**Requirement**
Go through the entries below. Copy each line in which "RequestPhase" appears.

**Data listing**
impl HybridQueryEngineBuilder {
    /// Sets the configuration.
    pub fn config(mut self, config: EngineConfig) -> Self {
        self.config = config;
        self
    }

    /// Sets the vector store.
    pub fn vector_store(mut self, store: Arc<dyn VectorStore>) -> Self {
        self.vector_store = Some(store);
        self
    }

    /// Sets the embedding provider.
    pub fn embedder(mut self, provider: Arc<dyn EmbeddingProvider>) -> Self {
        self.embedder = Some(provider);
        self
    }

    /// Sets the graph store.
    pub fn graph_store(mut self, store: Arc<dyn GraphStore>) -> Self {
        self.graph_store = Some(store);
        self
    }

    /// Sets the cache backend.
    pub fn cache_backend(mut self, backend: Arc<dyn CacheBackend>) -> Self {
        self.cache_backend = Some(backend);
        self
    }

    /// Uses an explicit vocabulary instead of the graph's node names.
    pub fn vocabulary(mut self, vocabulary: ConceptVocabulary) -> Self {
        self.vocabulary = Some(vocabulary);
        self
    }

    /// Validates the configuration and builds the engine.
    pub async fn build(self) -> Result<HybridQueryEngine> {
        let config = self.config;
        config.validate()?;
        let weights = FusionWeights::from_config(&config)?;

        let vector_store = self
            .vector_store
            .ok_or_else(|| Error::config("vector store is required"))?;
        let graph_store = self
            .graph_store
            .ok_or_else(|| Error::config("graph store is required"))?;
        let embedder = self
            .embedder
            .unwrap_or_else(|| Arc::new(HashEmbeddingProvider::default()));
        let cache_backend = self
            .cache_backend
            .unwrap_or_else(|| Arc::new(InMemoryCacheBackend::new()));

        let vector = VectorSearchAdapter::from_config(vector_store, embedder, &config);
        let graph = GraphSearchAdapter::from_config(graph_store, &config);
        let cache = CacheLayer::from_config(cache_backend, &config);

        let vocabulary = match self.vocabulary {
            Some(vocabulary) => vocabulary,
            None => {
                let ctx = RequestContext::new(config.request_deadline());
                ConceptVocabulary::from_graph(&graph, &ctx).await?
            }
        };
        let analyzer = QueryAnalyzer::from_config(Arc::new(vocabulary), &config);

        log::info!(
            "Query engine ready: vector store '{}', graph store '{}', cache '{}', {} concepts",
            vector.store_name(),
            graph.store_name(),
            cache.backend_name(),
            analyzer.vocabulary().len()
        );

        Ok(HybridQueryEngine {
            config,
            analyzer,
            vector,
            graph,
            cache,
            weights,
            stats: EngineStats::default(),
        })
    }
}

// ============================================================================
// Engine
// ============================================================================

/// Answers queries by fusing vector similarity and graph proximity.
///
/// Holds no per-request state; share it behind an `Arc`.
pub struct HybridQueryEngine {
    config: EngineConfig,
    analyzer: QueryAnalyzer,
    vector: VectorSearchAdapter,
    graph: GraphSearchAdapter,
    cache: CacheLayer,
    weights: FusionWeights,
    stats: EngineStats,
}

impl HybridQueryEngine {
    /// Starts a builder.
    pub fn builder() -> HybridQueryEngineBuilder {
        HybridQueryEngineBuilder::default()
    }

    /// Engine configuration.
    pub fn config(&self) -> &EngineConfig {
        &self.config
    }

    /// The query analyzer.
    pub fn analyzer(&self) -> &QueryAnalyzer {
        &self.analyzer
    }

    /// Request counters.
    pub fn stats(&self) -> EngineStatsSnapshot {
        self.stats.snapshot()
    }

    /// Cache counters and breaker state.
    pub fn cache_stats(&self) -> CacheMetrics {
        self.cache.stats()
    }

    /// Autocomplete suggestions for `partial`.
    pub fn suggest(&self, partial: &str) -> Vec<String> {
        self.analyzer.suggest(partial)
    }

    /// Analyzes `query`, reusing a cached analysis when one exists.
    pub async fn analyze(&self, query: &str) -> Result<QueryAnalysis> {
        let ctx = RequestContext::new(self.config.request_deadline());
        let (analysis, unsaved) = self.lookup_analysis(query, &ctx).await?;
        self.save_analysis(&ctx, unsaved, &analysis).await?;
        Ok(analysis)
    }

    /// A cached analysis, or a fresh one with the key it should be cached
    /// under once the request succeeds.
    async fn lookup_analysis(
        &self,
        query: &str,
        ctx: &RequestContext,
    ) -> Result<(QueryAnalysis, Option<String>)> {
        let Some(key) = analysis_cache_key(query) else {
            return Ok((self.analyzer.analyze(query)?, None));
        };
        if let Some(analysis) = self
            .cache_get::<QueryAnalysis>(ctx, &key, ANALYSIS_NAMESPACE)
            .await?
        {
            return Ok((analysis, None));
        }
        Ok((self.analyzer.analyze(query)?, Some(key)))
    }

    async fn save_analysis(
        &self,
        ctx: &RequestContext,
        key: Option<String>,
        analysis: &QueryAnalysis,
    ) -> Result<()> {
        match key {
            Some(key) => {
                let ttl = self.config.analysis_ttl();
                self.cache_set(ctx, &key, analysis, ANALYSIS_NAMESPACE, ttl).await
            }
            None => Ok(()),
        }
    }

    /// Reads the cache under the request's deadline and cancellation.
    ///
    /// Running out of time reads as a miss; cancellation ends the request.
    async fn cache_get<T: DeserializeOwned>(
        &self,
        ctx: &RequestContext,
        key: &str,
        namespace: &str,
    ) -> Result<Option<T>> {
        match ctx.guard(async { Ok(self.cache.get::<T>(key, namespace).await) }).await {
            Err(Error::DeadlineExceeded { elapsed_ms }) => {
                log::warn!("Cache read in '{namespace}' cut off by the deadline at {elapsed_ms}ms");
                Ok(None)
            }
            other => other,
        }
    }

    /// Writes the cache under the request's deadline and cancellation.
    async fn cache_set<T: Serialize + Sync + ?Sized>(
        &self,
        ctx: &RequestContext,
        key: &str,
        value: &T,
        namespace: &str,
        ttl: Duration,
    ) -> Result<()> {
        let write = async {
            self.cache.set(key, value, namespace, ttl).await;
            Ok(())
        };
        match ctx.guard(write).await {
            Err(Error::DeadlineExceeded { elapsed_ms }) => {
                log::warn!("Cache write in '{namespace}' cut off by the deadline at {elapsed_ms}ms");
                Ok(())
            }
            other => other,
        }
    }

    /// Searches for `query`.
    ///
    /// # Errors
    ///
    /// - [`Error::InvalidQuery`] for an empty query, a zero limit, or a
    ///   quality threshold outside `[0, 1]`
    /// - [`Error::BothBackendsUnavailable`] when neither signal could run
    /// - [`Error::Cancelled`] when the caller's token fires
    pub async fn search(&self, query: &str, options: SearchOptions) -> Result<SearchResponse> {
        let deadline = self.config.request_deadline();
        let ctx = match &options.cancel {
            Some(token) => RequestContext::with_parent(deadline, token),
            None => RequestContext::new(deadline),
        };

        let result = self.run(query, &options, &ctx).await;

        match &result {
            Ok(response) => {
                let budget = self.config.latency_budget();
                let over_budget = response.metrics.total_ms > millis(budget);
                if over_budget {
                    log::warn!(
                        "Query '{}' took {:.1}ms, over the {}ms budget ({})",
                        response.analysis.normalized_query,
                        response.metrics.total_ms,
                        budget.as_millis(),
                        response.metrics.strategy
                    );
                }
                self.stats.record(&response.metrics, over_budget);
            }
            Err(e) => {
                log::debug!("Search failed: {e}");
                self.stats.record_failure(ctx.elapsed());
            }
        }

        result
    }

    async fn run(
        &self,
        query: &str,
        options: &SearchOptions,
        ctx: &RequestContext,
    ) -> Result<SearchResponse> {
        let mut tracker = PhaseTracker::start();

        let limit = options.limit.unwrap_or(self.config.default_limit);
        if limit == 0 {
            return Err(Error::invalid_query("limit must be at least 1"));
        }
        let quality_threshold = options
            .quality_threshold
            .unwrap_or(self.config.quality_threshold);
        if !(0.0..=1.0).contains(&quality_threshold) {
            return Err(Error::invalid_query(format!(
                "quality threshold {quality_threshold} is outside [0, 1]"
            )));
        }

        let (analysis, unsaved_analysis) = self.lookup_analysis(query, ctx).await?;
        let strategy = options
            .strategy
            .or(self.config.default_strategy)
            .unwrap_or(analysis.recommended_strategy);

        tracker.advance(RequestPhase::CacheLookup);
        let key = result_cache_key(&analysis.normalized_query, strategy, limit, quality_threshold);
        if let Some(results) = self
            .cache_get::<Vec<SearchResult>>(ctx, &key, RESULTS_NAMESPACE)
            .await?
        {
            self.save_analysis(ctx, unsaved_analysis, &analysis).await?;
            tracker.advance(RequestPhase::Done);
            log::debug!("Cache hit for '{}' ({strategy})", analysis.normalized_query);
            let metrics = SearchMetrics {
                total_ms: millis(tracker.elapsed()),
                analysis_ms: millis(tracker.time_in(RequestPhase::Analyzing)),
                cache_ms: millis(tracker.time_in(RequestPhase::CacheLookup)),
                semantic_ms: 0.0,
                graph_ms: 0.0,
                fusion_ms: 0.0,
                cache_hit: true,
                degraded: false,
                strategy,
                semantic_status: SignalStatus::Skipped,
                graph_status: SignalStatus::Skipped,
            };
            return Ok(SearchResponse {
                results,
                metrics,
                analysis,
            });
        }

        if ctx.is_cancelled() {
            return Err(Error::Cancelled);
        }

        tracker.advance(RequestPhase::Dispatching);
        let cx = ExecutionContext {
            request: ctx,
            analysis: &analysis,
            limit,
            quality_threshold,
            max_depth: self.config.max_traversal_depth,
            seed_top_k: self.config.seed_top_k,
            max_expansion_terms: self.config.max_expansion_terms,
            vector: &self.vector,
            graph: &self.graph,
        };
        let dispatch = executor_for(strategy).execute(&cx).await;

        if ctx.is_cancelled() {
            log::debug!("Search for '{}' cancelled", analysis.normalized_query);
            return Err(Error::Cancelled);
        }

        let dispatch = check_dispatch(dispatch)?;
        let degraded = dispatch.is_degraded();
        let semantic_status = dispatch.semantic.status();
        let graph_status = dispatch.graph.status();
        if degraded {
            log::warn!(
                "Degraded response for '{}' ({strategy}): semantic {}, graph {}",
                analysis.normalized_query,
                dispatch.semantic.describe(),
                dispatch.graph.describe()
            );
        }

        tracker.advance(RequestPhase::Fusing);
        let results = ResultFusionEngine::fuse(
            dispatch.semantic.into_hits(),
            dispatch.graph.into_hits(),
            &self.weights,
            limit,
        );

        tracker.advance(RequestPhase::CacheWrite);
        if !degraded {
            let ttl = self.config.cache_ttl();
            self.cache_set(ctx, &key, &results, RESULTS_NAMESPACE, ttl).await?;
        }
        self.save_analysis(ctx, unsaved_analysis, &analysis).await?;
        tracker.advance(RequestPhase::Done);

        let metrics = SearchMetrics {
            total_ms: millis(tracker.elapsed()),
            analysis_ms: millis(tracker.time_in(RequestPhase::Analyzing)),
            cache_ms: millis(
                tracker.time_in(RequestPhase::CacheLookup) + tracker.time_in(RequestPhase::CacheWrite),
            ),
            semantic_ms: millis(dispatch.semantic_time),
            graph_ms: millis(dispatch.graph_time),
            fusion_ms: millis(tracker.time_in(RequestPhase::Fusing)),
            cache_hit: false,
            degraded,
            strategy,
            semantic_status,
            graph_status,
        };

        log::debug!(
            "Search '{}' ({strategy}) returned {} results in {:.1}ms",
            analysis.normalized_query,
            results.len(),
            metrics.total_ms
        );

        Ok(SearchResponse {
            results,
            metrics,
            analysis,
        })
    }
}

**Result of the task**
        tracker.advance(RequestPhase::CacheLookup);
            tracker.advance(RequestPhase::Done);
                analysis_ms: millis(tracker.time_in(RequestPhase::Analyzing)),
                cache_ms: millis(tracker.time_in(RequestPhase::CacheLookup)),
        tracker.advance(RequestPhase::Dispatching);
        tracker.advance(RequestPhase::Fusing);
        tracker.advance(RequestPhase::CacheWrite);
        tracker.advance(RequestPhase::Done);
            analysis_ms: millis(tracker.time_in(RequestPhase::Analyzing)),
                tracker.time_in(RequestPhase::CacheLookup) + tracker.time_in(RequestPhase::CacheWrite),
            fusion_ms: millis(tracker.time_in(RequestPhase::Fusing)),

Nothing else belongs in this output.